Authors: Monalisha Ghosh; Goutam Sanyal
Addresses: National Institute of Technology Durapur, Mahatma Gandhi Rd, A-Zone, Durgapur, West Bengal 713209, India ' Computer Science and Engineering Department, National Institute of Technology Durapur, Mahatma Gandhi Rd, A-Zone, Durgapur, West Bengal 713209, India
Abstract: Researches on sentiment analysis are growing to a great extent and attracting wide ranges of attention from academics and industries as well. Feature generation and selection are consequent for text mining as the high dimensional feature set can affect the performance of sentiment analysis. This paper exhibits the efficacy of the proposed combined feature selection technique on machine learning classification algorithms over their individual usefulness. Initially, we transform the review datasets into the feature vector of unigram features along with bi-tagged features based on POS pattern. Next, information gain (IG), Chi squared (χ2) and minimum redundancy maximum relevancy (mRMR) feature selection methods are applied to obtain an optimal feature subset for further functionality.
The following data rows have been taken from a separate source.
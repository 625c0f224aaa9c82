//! In-memory Storage backend.

use std::collections::HashMap;

use serde_json::{Map, Value as JsonValue};

use modelbase_core::{Entity, Storage, StorageError};

/// Composite key distinguishing entity kinds within the shared store.
pub fn storage_key(type_name: &str, id: &str) -> String {
    format!("{type_name}.{id}")
}

/// In-memory store of serialized entity snapshots.
///
/// Intended for tests/dev. Registration snapshots the entity's dictionary
/// form under `"<TypeName>.<id>"`; `save` copies every tracked snapshot into
/// the persisted view, standing in for a write to durable media.
#[derive(Debug, Default)]
pub struct InMemoryStore {
    tracked: HashMap<String, Map<String, JsonValue>>,
    persisted: HashMap<String, Map<String, JsonValue>>,
}

impl InMemoryStore {
    pub fn new() -> Self {
        Self::default()
    }

    /// Snapshot of a tracked entity, if registered.
    pub fn tracked(&self, type_name: &str, id: &str) -> Option<&Map<String, JsonValue>> {
        self.tracked.get(&storage_key(type_name, id))
    }

    /// Snapshot of a persisted entity, if a save has happened since tracking.
    pub fn persisted(&self, type_name: &str, id: &str) -> Option<&Map<String, JsonValue>> {
        self.persisted.get(&storage_key(type_name, id))
    }

    /// Every tracked snapshot, keyed `"<TypeName>.<id>"`.
    pub fn all(&self) -> &HashMap<String, Map<String, JsonValue>> {
        &self.tracked
    }

    pub fn len(&self) -> usize {
        self.tracked.len()
    }

    pub fn is_empty(&self) -> bool {
        self.tracked.is_empty()
    }
}

impl Storage for InMemoryStore {
    fn register(&mut self, entity: &Entity) -> Result<(), StorageError> {
        let key = storage_key(entity.type_name(), entity.id());
        tracing::debug!(%key, "tracking entity");
        self.tracked.insert(key, entity.to_dict());
        Ok(())
    }

    fn save(&mut self) -> Result<(), StorageError> {
        tracing::debug!(count = self.tracked.len(), "persisting tracked entities");
        self.persisted = self.tracked.clone();
        Ok(())
    }
}
//! Fixed-format timestamp codec.
//!
//! Every textual timestamp in the serialized form uses the same fixed layout,
//! microsecond precision, no timezone designator:
//! `YYYY-MM-DDTHH:MM:SS.ffffff` (ex: `2017-06-14T22:31:03.285259`).

use chrono::{DateTime, NaiveDateTime, Utc};
use thiserror::Error;

/// strftime layout for the fixed textual format.
pub const TEXT_FORMAT: &str = "%Y-%m-%dT%H:%M:%S%.6f";

/// Text does not match the fixed format.
#[derive(Debug, Error, Clone, Copy, PartialEq, Eq)]
#[error("timestamp does not match `YYYY-MM-DDTHH:MM:SS.ffffff`")]
pub struct FormatMismatch;

/// Render a timestamp in the fixed textual format.
///
/// Timestamps are wall-clock UTC; the offset is implied, not written.
pub fn format(ts: DateTime<Utc>) -> String {
    ts.naive_utc().format(TEXT_FORMAT).to_string()
}

/// Parse a timestamp from the fixed textual format.
///
/// The six-digit fraction is mandatory. chrono's `%.6f` treats the fraction
/// as optional during parsing, so the tail is checked up front; callers
/// attach the field name to the error.
pub fn parse(text: &str) -> Result<DateTime<Utc>, FormatMismatch> {
    if !has_six_digit_fraction(text) {
        return Err(FormatMismatch);
    }
    NaiveDateTime::parse_from_str(text, TEXT_FORMAT)
        .map(|naive| naive.and_utc())
        .map_err(|_| FormatMismatch)
}

fn has_six_digit_fraction(text: &str) -> bool {
    let bytes = text.as_bytes();
    bytes.len() == 26 && bytes[19] == b'.' && bytes[20..].iter().all(u8::is_ascii_digit)
}

#[cfg(test)]
mod tests {
    use super::*;
    use chrono::{NaiveDate, TimeZone};

    #[test]
    fn formats_with_microsecond_precision() {
        let ts = Utc
            .from_utc_datetime(
                &NaiveDate::from_ymd_opt(2017, 6, 14)
                    .unwrap()
                    .and_hms_micro_opt(22, 31, 3, 285_259)
                    .unwrap(),
            );
        assert_eq!(format(ts), "2017-06-14T22:31:03.285259");
    }

    #[test]
    fn pads_fraction_to_six_digits() {
        let ts = Utc
            .from_utc_datetime(
                &NaiveDate::from_ymd_opt(2024, 1, 2)
                    .unwrap()
                    .and_hms_micro_opt(3, 4, 5, 0)
                    .unwrap(),
            );
        assert_eq!(format(ts), "2024-01-02T03:04:05.000000");
    }

    #[test]
    fn parses_canonical_text() {
        let ts = parse("2017-06-14T22:31:03.285259").unwrap();
        assert_eq!(format(ts), "2017-06-14T22:31:03.285259");
    }

    #[test]
    fn rejects_garbage() {
        assert!(parse("not-a-date").is_err());
        assert!(parse("2017-06-14").is_err());
        assert!(parse("").is_err());
    }

    #[test]
    fn rejects_missing_or_wrong_width_fraction() {
        // The six-digit fraction is part of the format, not optional.
        assert!(parse("2017-06-14T22:31:03").is_err());
        assert!(parse("2017-06-14T22:31:03.28").is_err());
        assert!(parse("2017-06-14T22:31:03.285259123").is_err());
        assert!(parse("2017-06-14T22:31:03.285259Z").is_err());
    }
}
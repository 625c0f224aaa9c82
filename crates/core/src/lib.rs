//! `modelbase-core` — base entity building blocks.
//!
//! This crate contains the **pure domain** record shared by every entity kind
//! in the data-management tool: identity, timestamps, the open-ended attribute
//! bag, and dictionary (de)serialization. Durable persistence lives behind the
//! [`Storage`] port; implementations belong elsewhere.

pub mod entity;
pub mod error;
pub mod storage;
pub mod timestamp;

pub use entity::{Entity, TYPE_KEY};
pub use error::{ModelError, ModelResult};
pub use storage::{Storage, StorageError};
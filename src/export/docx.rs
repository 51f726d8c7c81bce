//! DOCX rendering
//!
//! Writes a minimal WordprocessingML package: content types, package
//! relationships, core properties and `word/document.xml`.

use std::io::{Cursor, Write};

use chrono::{DateTime, SecondsFormat, Utc};
use quick_xml::{
    events::{BytesDecl, BytesEnd, BytesStart, BytesText, Event},
    Writer,
};
use zip::{write::SimpleFileOptions, CompressionMethod, ZipWriter};

use super::types::ExportError;

const WORDML_NS: &str = "http://schemas.openxmlformats.org/wordprocessingml/2006/main";

const CONTENT_TYPES: &str = r#"<?xml version="1.0" encoding="UTF-8" standalone="yes"?>
<Types xmlns="http://schemas.openxmlformats.org/package/2006/content-types">
  <Default Extension="rels" ContentType="application/vnd.openxmlformats-package.relationships+xml"/>
  <Default Extension="xml" ContentType="application/xml"/>
  <Override PartName="/word/document.xml" ContentType="application/vnd.openxmlformats-officedocument.wordprocessingml.document.main+xml"/>
  <Override PartName="/docProps/core.xml" ContentType="application/vnd.openxmlformats-package.core-properties+xml"/>
</Types>"#;

const PACKAGE_RELS: &str = r#"<?xml version="1.0" encoding="UTF-8" standalone="yes"?>
<Relationships xmlns="http://schemas.openxmlformats.org/package/2006/relationships">
  <Relationship Id="rId1" Type="http://schemas.openxmlformats.org/officeDocument/2006/relationships/officeDocument" Target="word/document.xml"/>
  <Relationship Id="rId2" Type="http://schemas.openxmlformats.org/package/2006/relationships/metadata/core-properties" Target="docProps/core.xml"/>
</Relationships>"#;

/// A run of text inside a paragraph
struct Run<'a> {
    text: &'a str,
    bold: bool,
    /// Font size in half-points
    size: Option<u32>,
}

impl<'a> Run<'a> {
    fn plain(text: &'a str) -> Self {
        Self {
            text,
            bold: false,
            size: None,
        }
    }

    fn bold(text: &'a str) -> Self {
        Self {
            text,
            bold: true,
            size: None,
        }
    }
}

/// Render a DOCX with a title, optional bold-keyed metadata and the content
pub fn render_docx(
    title: &str,
    metadata: &[(String, String)],
    content: &str,
    created: DateTime<Utc>,
) -> Result<Vec<u8>, ExportError> {
    let document = document_xml(title, metadata, content)?;
    let core = core_xml(title, created)?;

    let mut zip = ZipWriter::new(Cursor::new(Vec::new()));
    let options = SimpleFileOptions::default().compression_method(CompressionMethod::Deflated);

    zip.start_file("[Content_Types].xml", options)?;
    zip.write_all(CONTENT_TYPES.as_bytes())?;

    zip.start_file("_rels/.rels", options)?;
    zip.write_all(PACKAGE_RELS.as_bytes())?;

    zip.start_file("docProps/core.xml", options)?;
    zip.write_all(&core)?;

    zip.start_file("word/document.xml", options)?;
    zip.write_all(&document)?;

    Ok(zip.finish()?.into_inner())
}

fn document_xml(
    title: &str,
    metadata: &[(String, String)],
    content: &str,
) -> Result<Vec<u8>, ExportError> {
    let mut writer = Writer::new(Cursor::new(Vec::new()));
    writer.write_event(Event::Decl(BytesDecl::new("1.0", Some("UTF-8"), Some("yes"))))?;

    let mut root = BytesStart::new("w:document");
    root.push_attribute(("xmlns:w", WORDML_NS));
    writer.write_event(Event::Start(root))?;
    writer.write_event(Event::Start(BytesStart::new("w:body")))?;

    write_paragraph(
        &mut writer,
        &[Run {
            text: title,
            bold: true,
            size: Some(36),
        }],
    )?;

    if !metadata.is_empty() {
        for (key, value) in metadata {
            let label = format!("{}: ", key);
            write_paragraph(&mut writer, &[Run::bold(&label), Run::plain(value)])?;
        }
        write_paragraph(&mut writer, &[])?;
    }

    for line in content.lines() {
        write_paragraph(&mut writer, &[Run::plain(line)])?;
    }

    writer.write_event(Event::End(BytesEnd::new("w:body")))?;
    writer.write_event(Event::End(BytesEnd::new("w:document")))?;

    Ok(writer.into_inner().into_inner())
}

fn write_paragraph<W: Write>(writer: &mut Writer<W>, runs: &[Run<'_>]) -> Result<(), ExportError> {
    writer.write_event(Event::Start(BytesStart::new("w:p")))?;

    for run in runs {
        writer.write_event(Event::Start(BytesStart::new("w:r")))?;

        if run.bold || run.size.is_some() {
            writer.write_event(Event::Start(BytesStart::new("w:rPr")))?;
            if run.bold {
                writer.write_event(Event::Empty(BytesStart::new("w:b")))?;
            }
            if let Some(size) = run.size {
                let size = size.to_string();
                writer.write_event(Event::Empty(
                    BytesStart::new("w:sz").with_attributes([("w:val", size.as_str())]),
                ))?;
            }
            writer.write_event(Event::End(BytesEnd::new("w:rPr")))?;
        }

        writer.write_event(Event::Start(
            BytesStart::new("w:t").with_attributes([("xml:space", "preserve")]),
        ))?;
        writer.write_event(Event::Text(BytesText::new(run.text)))?;
        writer.write_event(Event::End(BytesEnd::new("w:t")))?;

        writer.write_event(Event::End(BytesEnd::new("w:r")))?;
    }

    writer.write_event(Event::End(BytesEnd::new("w:p")))?;
    Ok(())
}

fn core_xml(title: &str, created: DateTime<Utc>) -> Result<Vec<u8>, ExportError> {
    let mut writer = Writer::new(Cursor::new(Vec::new()));
    writer.write_event(Event::Decl(BytesDecl::new("1.0", Some("UTF-8"), Some("yes"))))?;

    let mut root = BytesStart::new("cp:coreProperties");
    root.push_attribute((
        "xmlns:cp",
        "http://schemas.openxmlformats.org/package/2006/metadata/core-properties",
    ));
    root.push_attribute(("xmlns:dc", "http://purl.org/dc/elements/1.1/"));
    root.push_attribute(("xmlns:dcterms", "http://purl.org/dc/terms/"));
    root.push_attribute(("xmlns:xsi", "http://www.w3.org/2001/XMLSchema-instance"));
    writer.write_event(Event::Start(root))?;

    writer.write_event(Event::Start(BytesStart::new("dc:title")))?;
    writer.write_event(Event::Text(BytesText::new(title)))?;
    writer.write_event(Event::End(BytesEnd::new("dc:title")))?;

    let timestamp = created.to_rfc3339_opts(SecondsFormat::Secs, true);
    writer.write_event(Event::Start(
        BytesStart::new("dcterms:created").with_attributes([("xsi:type", "dcterms:W3CDTF")]),
    ))?;
    writer.write_event(Event::Text(BytesText::new(&timestamp)))?;
    writer.write_event(Event::End(BytesEnd::new("dcterms:created")))?;

    writer.write_event(Event::End(BytesEnd::new("cp:coreProperties")))?;
    Ok(writer.into_inner().into_inner())
}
These features are then given input to multiple machine learning classifiers, namely, support vector machine (SVM), multinomial Naïve Bayes (MNB), Bernoulli Naïve Bayes (BNB) and logistic regression (LR) on multi domain product review datasets. The performance of the algorithm is measured by evaluation methods such as precision, recall, and F-measure. Experimental results show that the feature selection method mRMR with SVM achieved a better accuracy of 91.39, which is encouraging and comparable to the related research.
Keywords: sentiment analysis; opinion mining; text classification; feature selection method; machine learning algorithms optimal feature vector.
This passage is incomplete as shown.